| What the task requires |
In the records below, find every line with the word "iter" and copy it.

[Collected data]
_ _ _ _

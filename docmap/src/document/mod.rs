mod document;
mod object_id;

pub use document::*;
pub use object_id::*;
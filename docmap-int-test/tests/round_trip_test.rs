use docmap::common::Value;
use docmap::doc;
use docmap::entity::{EntityType, MappedEntity};
use docmap::errors::ErrorKind;
use docmap::mapper::DocumentReader;
use docmap_int_test::models::*;
use docmap_int_test::test_util::{create_mapper, run_test};
use std::collections::HashMap;

#[test]
fn test_simple_round_trip() {
    run_test(|mapper| {
        let employee = Employee {
            id: Some("e-1".to_string()),
            ..fake_employee()
        };

        let document = mapper.to_document(&employee)?;
        let copy: Option<Employee> = mapper.read_as(Some(&document))?;
        assert_eq!(copy, Some(employee));
        Ok(())
    });
}

#[test]
fn test_round_trip_of_many_fake_employees() {
    run_test(|mapper| {
        for _ in 0..50 {
            let employee = fake_employee();
            let document = mapper.to_document(&employee)?;
            let copy = mapper.read_as::<Employee>(Some(&document))?;
            assert_eq!(copy.as_ref(), Some(&employee));
        }
        Ok(())
    });
}

#[test]
fn test_document_keys_match_non_null_properties() {
    run_test(|mapper| {
        let employee = Employee {
            id: None,
            joined: None,
            address: None,
            ..fake_employee()
        };

        let document = mapper.to_document(&employee)?;
        let keys: Vec<&str> = document.keys().collect();
        assert_eq!(
            keys,
            vec!["first_name", "last_name", "age", "salary", "active", "grade", "badge", "status"]
        );
        Ok(())
    });
}

#[test]
fn test_nested_entity_round_trip() {
    run_test(|mapper| {
        let employee = fake_employee();
        let document = mapper.to_document(&employee)?;

        let address = document.get("address").and_then(|value| value.as_document());
        let expected = employee.address.clone().unwrap_or_default();
        assert_eq!(
            address.and_then(|address| address.get("city")),
            Some(&Value::from(expected.city.as_str()))
        );

        let copy = mapper.read_as::<Employee>(Some(&document))?.unwrap_or_default();
        assert_eq!(copy.address, employee.address);
        Ok(())
    });
}

#[test]
fn test_collection_round_trip() {
    run_test(|mapper| {
        let company = fake_company();
        let document = mapper.to_document(&company)?;

        assert_eq!(
            document.get("ratings"),
            Some(&Value::Array(vec![Value::I32(1), Value::I32(2), Value::I32(3)]))
        );
        assert_eq!(
            document.get("statuses"),
            Some(&Value::Array(vec![Value::from("Active"), Value::from("Retired")]))
        );
        match document.get("employees") {
            Some(Value::Array(items)) => {
                assert_eq!(items.len(), 3);
                assert!(items.iter().all(|item| item.is_document()));
            }
            other => panic!("employees stored as {:?}", other),
        }

        let copy = mapper.read_as::<Company>(Some(&document))?.unwrap_or_default();
        assert_eq!(copy.ratings, vec![1, 2, 3]);
        assert_eq!(copy.employees, company.employees);
        assert_eq!(copy.statuses, company.statuses);
        assert_eq!(copy, company);
        Ok(())
    });
}

#[test]
fn test_list_read_from_stored_list() {
    run_test(|mapper| {
        let document = doc! {
            name: "Acme",
            ratings: (Value::List(vec![Value::I32(4), Value::I32(5)])),
        };

        let company = mapper.read_as::<Company>(Some(&document))?.unwrap_or_default();
        assert_eq!(company.ratings, vec![4, 5]);
        Ok(())
    });
}

#[test]
fn test_empty_collections_round_trip() {
    run_test(|mapper| {
        let company = Company {
            name: "Empty".to_string(),
            ..Default::default()
        };

        let document = mapper.to_document(&company)?;
        assert_eq!(document.get("employees"), Some(&Value::Array(vec![])));
        assert!(document.get("offices").and_then(|value| value.as_document()).is_some());

        let copy = mapper.read_as::<Company>(Some(&document))?;
        assert_eq!(copy, Some(company));
        Ok(())
    });
}

#[test]
fn test_map_round_trip() {
    run_test(|mapper| {
        let company = fake_company();
        let document = mapper.to_document(&company)?;

        let head_counts = document
            .get("head_counts")
            .and_then(|value| value.as_document())
            .cloned()
            .unwrap_or_default();
        assert_eq!(head_counts.size(), 2);
        assert_eq!(
            head_counts.get("north"),
            company.head_counts.get("north").map(|count| Value::I64(*count)).as_ref()
        );

        let copy = mapper.read_as::<Company>(Some(&document))?.unwrap_or_default();
        assert_eq!(copy.head_counts, company.head_counts);
        assert_eq!(copy.offices, company.offices);
        Ok(())
    });
}

#[test]
fn test_non_text_map_keys_are_rejected() {
    let mapper = create_mapper().unwrap();
    let mut calibration = HashMap::new();
    calibration.insert(1, 0.5);
    let sensor = Sensor {
        id: Some(1),
        reading: 20.5,
        calibration,
    };

    let err = mapper.to_document(&sensor).unwrap_err();
    assert_eq!(err.kind(), &ErrorKind::UnsupportedShape);

    let err = mapper
        .read_as::<Sensor>(Some(&doc! { reading: 1.0 }))
        .unwrap_err();
    assert_eq!(err.kind(), &ErrorKind::UnsupportedShape);
}

#[test]
fn test_enum_stored_by_name() {
    run_test(|mapper| {
        let employee = Employee {
            status: Status::Retired,
            ..fake_employee()
        };

        let document = mapper.to_document(&employee)?;
        assert_eq!(document.get("status"), Some(&Value::from("Retired")));

        let document = doc! { first_name: "Ann", status: "OnLeave" };
        let copy = mapper.read_as::<Employee>(Some(&document))?.unwrap_or_default();
        assert_eq!(copy.status, Status::OnLeave);
        Ok(())
    });
}

#[test]
fn test_unknown_enum_name_fails() {
    let mapper = create_mapper().unwrap();
    let err = mapper
        .read_as::<Employee>(Some(&doc! { status: "Fired" }))
        .unwrap_err();
    assert_eq!(err.kind(), &ErrorKind::ConversionError);
}

#[test]
fn test_missing_fields_keep_defaults() {
    run_test(|mapper| {
        let document = doc! { first_name: "Ann" };
        let employee = mapper.read_as::<Employee>(Some(&document))?.unwrap_or_default();

        assert_eq!(employee.first_name, "Ann");
        assert_eq!(employee.last_name, "");
        assert_eq!(employee.age, 0);
        assert_eq!(employee.status, Status::Active);
        assert_eq!(employee.address, None);
        Ok(())
    });
}

#[test]
fn test_stored_null_keeps_default() {
    run_test(|mapper| {
        let document = doc! { first_name: "Ann", address: (Value::Null) };
        let employee = mapper.read_as::<Employee>(Some(&document))?.unwrap_or_default();
        assert_eq!(employee.address, None);
        Ok(())
    });
}

#[test]
fn test_missing_document_reads_as_none() {
    run_test(|mapper| {
        assert_eq!(mapper.read_as::<Employee>(None)?, None);
        assert!(mapper.read(&EntityType::of::<Employee>(), None)?.is_none());
        Ok(())
    });
}

#[test]
fn test_raw_values_round_trip() {
    run_test(|mapper| {
        let note = Note {
            text: "hello".to_string(),
            attachment: Value::from(42i64),
            meta: Some(doc! { author: "Ann", tags: ["a", "b"] }),
        };

        let document = mapper.to_document(&note)?;
        assert_eq!(document.get("attachment"), Some(&Value::I64(42)));

        let copy = mapper.read_as::<Note>(Some(&document))?;
        assert_eq!(copy, Some(note));
        Ok(())
    });
}

#[test]
fn test_model_of_derived_entity() {
    let model = Company::entity_model();
    assert_eq!(model.name(), "companies");
    let names: Vec<&str> = model.properties().iter().map(|property| property.name()).collect();
    assert_eq!(
        names,
        vec!["company_id", "name", "headquarters", "employees", "ratings", "offices", "head_counts", "statuses"]
    );
    assert!(model.properties()[0].is_id());
}
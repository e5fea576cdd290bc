use crate::common::{TypeRef, Value};
use crate::entity::{Entity, EntityType};
use crate::errors::{ErrorKind, MapperError, MapperResult};
use crate::mapper::{DescriptorResolver, EntityDescriptor};

/// Identifier metadata of an entity type that has one.
///
/// # Examples
///
/// ```rust,ignore
/// let info = mapper.entity_information(&EntityType::of::<Person>())?;
/// assert_eq!(info.id_key(), "_id");
/// assert!(info.is_new(&Person::default())?);
/// ```
#[derive(Clone, Debug)]
pub struct EntityInformation {
    entity_type: EntityType,
    entity_name: String,
    id_descriptor: EntityDescriptor,
}

impl EntityInformation {
    /// # Errors
    ///
    /// [ErrorKind::ConfigurationError] if the type has no identifier
    /// property, or its descriptors cannot be resolved.
    pub fn new(entity_type: &EntityType, resolver: &DescriptorResolver) -> MapperResult<Self> {
        let entity_name = entity_type.model().name().to_string();
        match resolver.identifier(entity_type)? {
            Some(id_descriptor) => Ok(EntityInformation {
                entity_type: *entity_type,
                entity_name,
                id_descriptor,
            }),
            None => {
                log::error!("No identifier property found for entity {}", entity_name);
                Err(MapperError::new(
                    &format!("No identifier property found for entity {}", entity_name),
                    ErrorKind::ConfigurationError,
                ))
            }
        }
    }

    pub fn entity_type(&self) -> &EntityType {
        &self.entity_type
    }

    /// Name the entity model declares for the type.
    pub fn entity_name(&self) -> &str {
        &self.entity_name
    }

    /// Name of the identifier property.
    pub fn id_property(&self) -> &str {
        self.id_descriptor.name()
    }

    /// Document key the identifier is stored under.
    pub fn id_key(&self) -> &str {
        self.id_descriptor.key()
    }

    /// Declared type of the identifier property.
    pub fn id_type(&self) -> &TypeRef {
        self.id_descriptor.type_ref()
    }

    /// Reads the identifier value of `entity`.
    pub fn id(&self, entity: &dyn Entity) -> MapperResult<Value> {
        let actual = entity.entity_type();
        if actual != self.entity_type {
            log::error!(
                "Entity {} is not a {}",
                actual.simple_name(),
                self.entity_type.simple_name()
            );
            return Err(MapperError::new(
                &format!(
                    "Entity {} is not a {}",
                    actual.simple_name(),
                    self.entity_type.simple_name()
                ),
                ErrorKind::ObjectMappingError,
            ));
        }
        entity.property(self.id_property())
    }

    /// An entity is new while its identifier is unset.
    pub fn is_new(&self, entity: &dyn Entity) -> MapperResult<bool> {
        Ok(self.id(entity)?.is_null())
    }
}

_ _ _ _

| Response to the exercise |
                assert!(items.iter().all(|item| item.is_document()));
    let names: Vec<&str> = model.properties().iter().map(|property| property.name()).collect();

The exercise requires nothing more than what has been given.